In love with: La-Mulana 2

It seems forever ago now that I’ve first played and fell in love with the original (technically, the remake) La-Mulana, even though it’s only been 5 years. The original “Archaeological Ruin Exploration Action Game” was a very unique, even for today, approach to exploration-focused platformer titles, borrowing heavily from unknown in the west The Maze of Galious. Despite having a lot of similarities to the “metroidvania” games, it focused much more heavily on puzzles that could go from covering just the room you are in to the entire game world and required you to pay close attention to the details you see. It had a lot of unique and fun elements to it, but it was also often infuriatingly obtuse with puzzle design, sometimes requiring you to not just think outside the box, but realize that you might be in the box, visualize it on paper, then translate it into some invented language and then find a way how to think outside of it.

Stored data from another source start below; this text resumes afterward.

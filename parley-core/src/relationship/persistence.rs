//! Relationship state persistence backends

use std::collections::HashMap;
use std::path::{Path, PathBuf};
use std::sync::RwLock;

use crate::error::{ParleyError, Result};

use super::state::RelationshipState;

/// Read/write store of relationship state keyed by character identifier
pub trait RelationshipPersistence: Send + Sync {
    /// Persisted state for a character, `None` if there is none
    fn get(&self, character_id: &str) -> Result<Option<RelationshipState>>;

    /// Replace the persisted state for a character
    fn put(&self, character_id: &str, state: &RelationshipState) -> Result<()>;
}

/// Reject identifiers that would escape the storage directory
pub(crate) fn check_character_id(character_id: &str) -> Result<()> {
    let invalid = character_id.trim().is_empty()
        || character_id.contains(['/', '\\', '\0'])
        || character_id == "."
        || character_id == "..";

    if invalid {
        return Err(ParleyError::InvalidInput(format!(
            "invalid character identifier {character_id:?}"
        )));
    }
    Ok(())
}

/// One flat JSON object per character at `<dir>/<id>_memory.json`
#[derive(Debug, Clone)]
pub struct JsonFileRelationships {
    dir: PathBuf,
}

impl JsonFileRelationships {
    /// Store files under `dir` (created on first write)
    pub fn new(dir: impl Into<PathBuf>) -> Self {
        Self { dir: dir.into() }
    }

    /// Storage directory
    pub fn dir(&self) -> &Path {
        &self.dir
    }

    /// File holding a character's state
    pub fn path_for(&self, character_id: &str) -> PathBuf {
        self.dir.join(format!("{character_id}_memory.json"))
    }
}

impl RelationshipPersistence for JsonFileRelationships {
    fn get(&self, character_id: &str) -> Result<Option<RelationshipState>> {
        check_character_id(character_id)?;
        let path = self.path_for(character_id);
        if !path.exists() {
            return Ok(None);
        }

        let content = std::fs::read_to_string(&path)?;
        let state: RelationshipState = serde_json::from_str(&content)?;
        tracing::debug!(path = %path.display(), %state, "Loaded relationship state");
        Ok(Some(state))
    }

    fn put(&self, character_id: &str, state: &RelationshipState) -> Result<()> {
        check_character_id(character_id)?;
        let path = self.path_for(character_id);
        let write_err = |e: std::io::Error| {
            ParleyError::PersistenceWrite(format!("{}: {}", path.display(), e))
        };

        std::fs::create_dir_all(&self.dir).map_err(write_err)?;

        // Write beside the target then rename, so a crash never leaves a
        // truncated state file.
        let content = serde_json::to_string_pretty(state)?;
        let tmp = path.with_extension("json.tmp");
        std::fs::write(&tmp, content).map_err(write_err)?;
        std::fs::rename(&tmp, &path).map_err(write_err)?;

        tracing::debug!(path = %path.display(), %state, "Persisted relationship state");
        Ok(())
    }
}

/// In-memory persistence, for tests and ephemeral sessions
#[derive(Debug, Default)]
pub struct InMemoryRelationships {
    states: RwLock<HashMap<String, RelationshipState>>,
}

impl InMemoryRelationships {
    /// Create an empty store
    pub fn new() -> Self {
        Self::default()
    }

    /// Seed a character's state
    pub fn with_state(self, character_id: impl Into<String>, state: RelationshipState) -> Self {
        if let Ok(mut states) = self.states.write() {
            states.insert(character_id.into(), state);
        }
        self
    }
}

impl RelationshipPersistence for InMemoryRelationships {
    fn get(&self, character_id: &str) -> Result<Option<RelationshipState>> {
        let states = self
            .states
            .read()
            .map_err(|e| ParleyError::Other(format!("relationship store poisoned: {e}")))?;
        Ok(states.get(character_id).cloned())
    }

    fn put(&self, character_id: &str, state: &RelationshipState) -> Result<()> {
        let mut states = self
            .states
            .write()
            .map_err(|e| ParleyError::PersistenceWrite(format!("relationship store poisoned: {e}")))?;
        states.insert(character_id.to_string(), state.clone());
        Ok(())
    }
}

#[cfg(test)]
mod tests {
    use super::*;
    use tempfile::TempDir;

    #[test]
    fn test_json_round_trip() {
        let dir = TempDir::new().unwrap();
        let store = JsonFileRelationships::new(dir.path().join("logs"));
        let state: RelationshipState = [("trust", 3), ("attraction", 8)].into_iter().collect();

        assert_eq!(store.get("superman").unwrap(), None);
        store.put("superman", &state).unwrap();
        assert_eq!(store.get("superman").unwrap(), Some(state));
        assert!(dir.path().join("logs/superman_memory.json").exists());
        assert!(!dir.path().join("logs/superman_memory.json.tmp").exists());
    }

    #[test]
    fn test_json_file_is_flat_object() {
        let dir = TempDir::new().unwrap();
        let store = JsonFileRelationships::new(dir.path());
        let state: RelationshipState = [("trust", 5)].into_iter().collect();
        store.put("batman", &state).unwrap();

        let raw = std::fs::read_to_string(store.path_for("batman")).unwrap();
        let value: serde_json::Value = serde_json::from_str(&raw).unwrap();
        assert_eq!(value, serde_json::json!({"trust": 5}));
    }

    #[test]
    fn test_corrupt_file_is_an_error() {
        let dir = TempDir::new().unwrap();
        let store = JsonFileRelationships::new(dir.path());
        std::fs::write(store.path_for("joker"), "not json").unwrap();
        assert!(matches!(
            store.get("joker"),
            Err(ParleyError::Serialization(_))
        ));
    }

    #[test]
    fn test_rejects_path_like_ids() {
        let dir = TempDir::new().unwrap();
        let store = JsonFileRelationships::new(dir.path());
        let state = RelationshipState::new();
        assert!(store.put("../escape", &state).is_err());
        assert!(store.get("").is_err());
    }

    #[test]
    fn test_write_failure_is_persistence_error() {
        let dir = TempDir::new().unwrap();
        let blocker = dir.path().join("blocker");
        std::fs::write(&blocker, "file, not a directory").unwrap();
        let store = JsonFileRelationships::new(blocker.join("nested"));

        let result = store.put("superman", &RelationshipState::new());
        assert!(matches!(result, Err(ParleyError::PersistenceWrite(_))));
    }

    #[test]
    fn test_in_memory_round_trip() {
        let state: RelationshipState = [("trust", 9)].into_iter().collect();
        let store = InMemoryRelationships::new().with_state("wonder_woman", state.clone());
        assert_eq!(store.get("wonder_woman").unwrap(), Some(state));
        assert_eq!(store.get("flash").unwrap(), None);
    }
}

When the Kickstarter project for La-Mulana 2 appeared in 2014 one of the biggest promises was to keep all the excitement of the exploration, puzzles, challenge and sense of adventure intact, but also improve on those frustrating elements, that were originally intentionally done in such an annoying manner to emulate the design of games from the MSX. After throwing my money at the screen and waiting for 4 years, I’ve decided to wait a few more months until the first few patches were released to iron out most of the issues. And finally, I was able to get into La-Mulana 2. 42 hours later…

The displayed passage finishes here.